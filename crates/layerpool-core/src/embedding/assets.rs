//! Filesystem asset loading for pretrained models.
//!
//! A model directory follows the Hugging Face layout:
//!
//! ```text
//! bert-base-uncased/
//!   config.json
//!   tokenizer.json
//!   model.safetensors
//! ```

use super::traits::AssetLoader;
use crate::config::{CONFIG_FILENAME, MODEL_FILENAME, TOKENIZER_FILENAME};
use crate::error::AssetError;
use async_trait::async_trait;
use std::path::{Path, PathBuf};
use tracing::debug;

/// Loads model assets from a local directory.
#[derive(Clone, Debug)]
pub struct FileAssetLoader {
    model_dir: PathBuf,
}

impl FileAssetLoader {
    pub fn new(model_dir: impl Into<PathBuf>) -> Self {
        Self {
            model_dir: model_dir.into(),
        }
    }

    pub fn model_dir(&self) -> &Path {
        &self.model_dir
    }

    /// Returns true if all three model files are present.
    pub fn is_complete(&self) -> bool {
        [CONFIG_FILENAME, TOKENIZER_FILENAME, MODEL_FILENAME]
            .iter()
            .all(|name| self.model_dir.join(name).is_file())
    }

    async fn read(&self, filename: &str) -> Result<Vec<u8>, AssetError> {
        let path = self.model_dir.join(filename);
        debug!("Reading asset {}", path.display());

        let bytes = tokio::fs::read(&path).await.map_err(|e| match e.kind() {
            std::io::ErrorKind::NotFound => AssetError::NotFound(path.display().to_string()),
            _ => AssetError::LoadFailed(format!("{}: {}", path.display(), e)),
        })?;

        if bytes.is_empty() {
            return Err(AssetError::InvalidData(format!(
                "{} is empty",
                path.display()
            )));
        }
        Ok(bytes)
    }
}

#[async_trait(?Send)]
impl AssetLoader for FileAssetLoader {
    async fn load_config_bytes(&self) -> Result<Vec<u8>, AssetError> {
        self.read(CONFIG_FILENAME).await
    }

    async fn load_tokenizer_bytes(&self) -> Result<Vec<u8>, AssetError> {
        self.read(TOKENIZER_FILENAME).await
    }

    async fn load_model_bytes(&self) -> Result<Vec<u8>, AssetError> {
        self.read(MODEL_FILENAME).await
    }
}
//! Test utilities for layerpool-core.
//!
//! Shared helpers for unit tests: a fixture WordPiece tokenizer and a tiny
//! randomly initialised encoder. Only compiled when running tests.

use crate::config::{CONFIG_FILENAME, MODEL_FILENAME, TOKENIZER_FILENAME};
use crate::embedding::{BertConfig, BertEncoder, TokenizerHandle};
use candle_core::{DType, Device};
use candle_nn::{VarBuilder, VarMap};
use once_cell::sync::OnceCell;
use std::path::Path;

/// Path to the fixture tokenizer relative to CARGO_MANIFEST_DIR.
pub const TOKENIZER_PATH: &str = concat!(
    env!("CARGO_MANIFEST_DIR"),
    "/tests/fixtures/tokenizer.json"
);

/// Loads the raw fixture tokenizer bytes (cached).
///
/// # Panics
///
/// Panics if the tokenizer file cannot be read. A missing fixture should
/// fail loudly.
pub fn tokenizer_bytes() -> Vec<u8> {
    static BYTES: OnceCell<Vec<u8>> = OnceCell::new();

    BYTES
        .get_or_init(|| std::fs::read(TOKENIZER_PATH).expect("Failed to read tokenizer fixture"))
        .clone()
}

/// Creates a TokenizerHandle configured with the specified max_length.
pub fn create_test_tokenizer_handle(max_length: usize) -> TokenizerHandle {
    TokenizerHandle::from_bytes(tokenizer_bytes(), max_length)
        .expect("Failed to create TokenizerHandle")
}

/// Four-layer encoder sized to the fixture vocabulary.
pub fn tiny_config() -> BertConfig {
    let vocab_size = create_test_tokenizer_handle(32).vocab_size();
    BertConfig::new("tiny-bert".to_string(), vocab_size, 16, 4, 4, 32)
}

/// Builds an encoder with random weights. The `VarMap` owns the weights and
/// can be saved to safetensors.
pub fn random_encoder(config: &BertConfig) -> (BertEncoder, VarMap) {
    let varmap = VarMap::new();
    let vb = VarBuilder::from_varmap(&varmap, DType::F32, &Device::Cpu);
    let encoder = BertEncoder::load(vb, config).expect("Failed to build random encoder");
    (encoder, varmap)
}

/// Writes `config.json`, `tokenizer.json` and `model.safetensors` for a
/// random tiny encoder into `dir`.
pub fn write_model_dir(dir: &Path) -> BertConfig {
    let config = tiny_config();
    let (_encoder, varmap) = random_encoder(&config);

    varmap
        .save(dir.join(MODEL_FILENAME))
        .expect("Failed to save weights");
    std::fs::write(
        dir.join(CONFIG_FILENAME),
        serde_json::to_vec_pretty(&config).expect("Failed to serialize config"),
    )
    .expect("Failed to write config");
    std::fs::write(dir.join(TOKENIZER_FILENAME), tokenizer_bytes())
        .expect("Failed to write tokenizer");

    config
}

•••••

## EXERCISE BRIEF
Only an exact copy of the data above will do.

## ANSWER SPACE
filename crates/layerpool-core/src/embedding/assets.rs
//! Filesystem asset loading for pretrained models.
//!
//! A model directory follows the Hugging Face layout:
//!
//! ```text
//! bert-base-uncased/
//!   config.json
//!   tokenizer.json
//!   model.safetensors
//! ```

use super::traits::AssetLoader;
use crate::config::{CONFIG_FILENAME, MODEL_FILENAME, TOKENIZER_FILENAME};
use crate::error::AssetError;
use async_trait::async_trait;
use std::path::{Path, PathBuf};
use tracing::debug;

/// Loads model assets from a local directory.
#[derive(Clone, Debug)]
pub struct FileAssetLoader {
    model_dir: PathBuf,
}

impl FileAssetLoader {
    pub fn new(model_dir: impl Into<PathBuf>) -> Self {
        Self {
            model_dir: model_dir.into(),
        }
    }

    pub fn model_dir(&self) -> &Path {
        &self.model_dir
    }

    /// Returns true if all three model files are present.
    pub fn is_complete(&self) -> bool {
        [CONFIG_FILENAME, TOKENIZER_FILENAME, MODEL_FILENAME]
            .iter()
            .all(|name| self.model_dir.join(name).is_file())
    }

    async fn read(&self, filename: &str) -> Result<Vec<u8>, AssetError> {
        let path = self.model_dir.join(filename);
        debug!("Reading asset {}", path.display());

        let bytes = tokio::fs::read(&path).await.map_err(|e| match e.kind() {
            std::io::ErrorKind::NotFound => AssetError::NotFound(path.display().to_string()),
            _ => AssetError::LoadFailed(format!("{}: {}", path.display(), e)),
        })?;

        if bytes.is_empty() {
            return Err(AssetError::InvalidData(format!(
                "{} is empty",
                path.display()
            )));
        }
        Ok(bytes)
    }
}

#[async_trait(?Send)]
impl AssetLoader for FileAssetLoader {
    async fn load_config_bytes(&self) -> Result<Vec<u8>, AssetError> {
        self.read(CONFIG_FILENAME).await
    }

    async fn load_tokenizer_bytes(&self) -> Result<Vec<u8>, AssetError> {
        self.read(TOKENIZER_FILENAME).await
    }

    async fn load_model_bytes(&self) -> Result<Vec<u8>, AssetError> {
        self.read(MODEL_FILENAME).await
    }
}
//! Test utilities for layerpool-core.
//!
//! Shared helpers for unit tests: a fixture WordPiece tokenizer and a tiny
//! randomly initialised encoder. Only compiled when running tests.

use crate::config::{CONFIG_FILENAME, MODEL_FILENAME, TOKENIZER_FILENAME};
use crate::embedding::{BertConfig, BertEncoder, TokenizerHandle};
use candle_core::{DType, Device};
use candle_nn::{VarBuilder, VarMap};
use once_cell::sync::OnceCell;
use std::path::Path;

/// Path to the fixture tokenizer relative to CARGO_MANIFEST_DIR.
pub const TOKENIZER_PATH: &str = concat!(
    env!("CARGO_MANIFEST_DIR"),
    "/tests/fixtures/tokenizer.json"
);

/// Loads the raw fixture tokenizer bytes (cached).
///
/// # Panics
///
/// Panics if the tokenizer file cannot be read. A missing fixture should
/// fail loudly.
pub fn tokenizer_bytes() -> Vec<u8> {
    static BYTES: OnceCell<Vec<u8>> = OnceCell::new();

    BYTES
        .get_or_init(|| std::fs::read(TOKENIZER_PATH).expect("Failed to read tokenizer fixture"))
        .clone()
}

/// Creates a TokenizerHandle configured with the specified max_length.
pub fn create_test_tokenizer_handle(max_length: usize) -> TokenizerHandle {
    TokenizerHandle::from_bytes(tokenizer_bytes(), max_length)
        .expect("Failed to create TokenizerHandle")
}

/// Four-layer encoder sized to the fixture vocabulary.
pub fn tiny_config() -> BertConfig {
    let vocab_size = create_test_tokenizer_handle(32).vocab_size();
    BertConfig::new("tiny-bert".to_string(), vocab_size, 16, 4, 4, 32)
}

/// Builds an encoder with random weights. The `VarMap` owns the weights and
/// can be saved to safetensors.
pub fn random_encoder(config: &BertConfig) -> (BertEncoder, VarMap) {
    let varmap = VarMap::new();
    let vb = VarBuilder::from_varmap(&varmap, DType::F32, &Device::Cpu);
    let encoder = BertEncoder::load(vb, config).expect("Failed to build random encoder");
    (encoder, varmap)
}

/// Writes `config.json`, `tokenizer.json` and `model.safetensors` for a
/// random tiny encoder into `dir`.
pub fn write_model_dir(dir: &Path) -> BertConfig {
    let config = tiny_config();
    let (_encoder, varmap) = random_encoder(&config);

    varmap
        .save(dir.join(MODEL_FILENAME))
        .expect("Failed to save weights");
    std::fs::write(
        dir.join(CONFIG_FILENAME),
        serde_json::to_vec_pretty(&config).expect("Failed to serialize config"),
    )
    .expect("Failed to write config");
    std::fs::write(dir.join(TOKENIZER_FILENAME), tokenizer_bytes())
        .expect("Failed to write tokenizer");

    config
}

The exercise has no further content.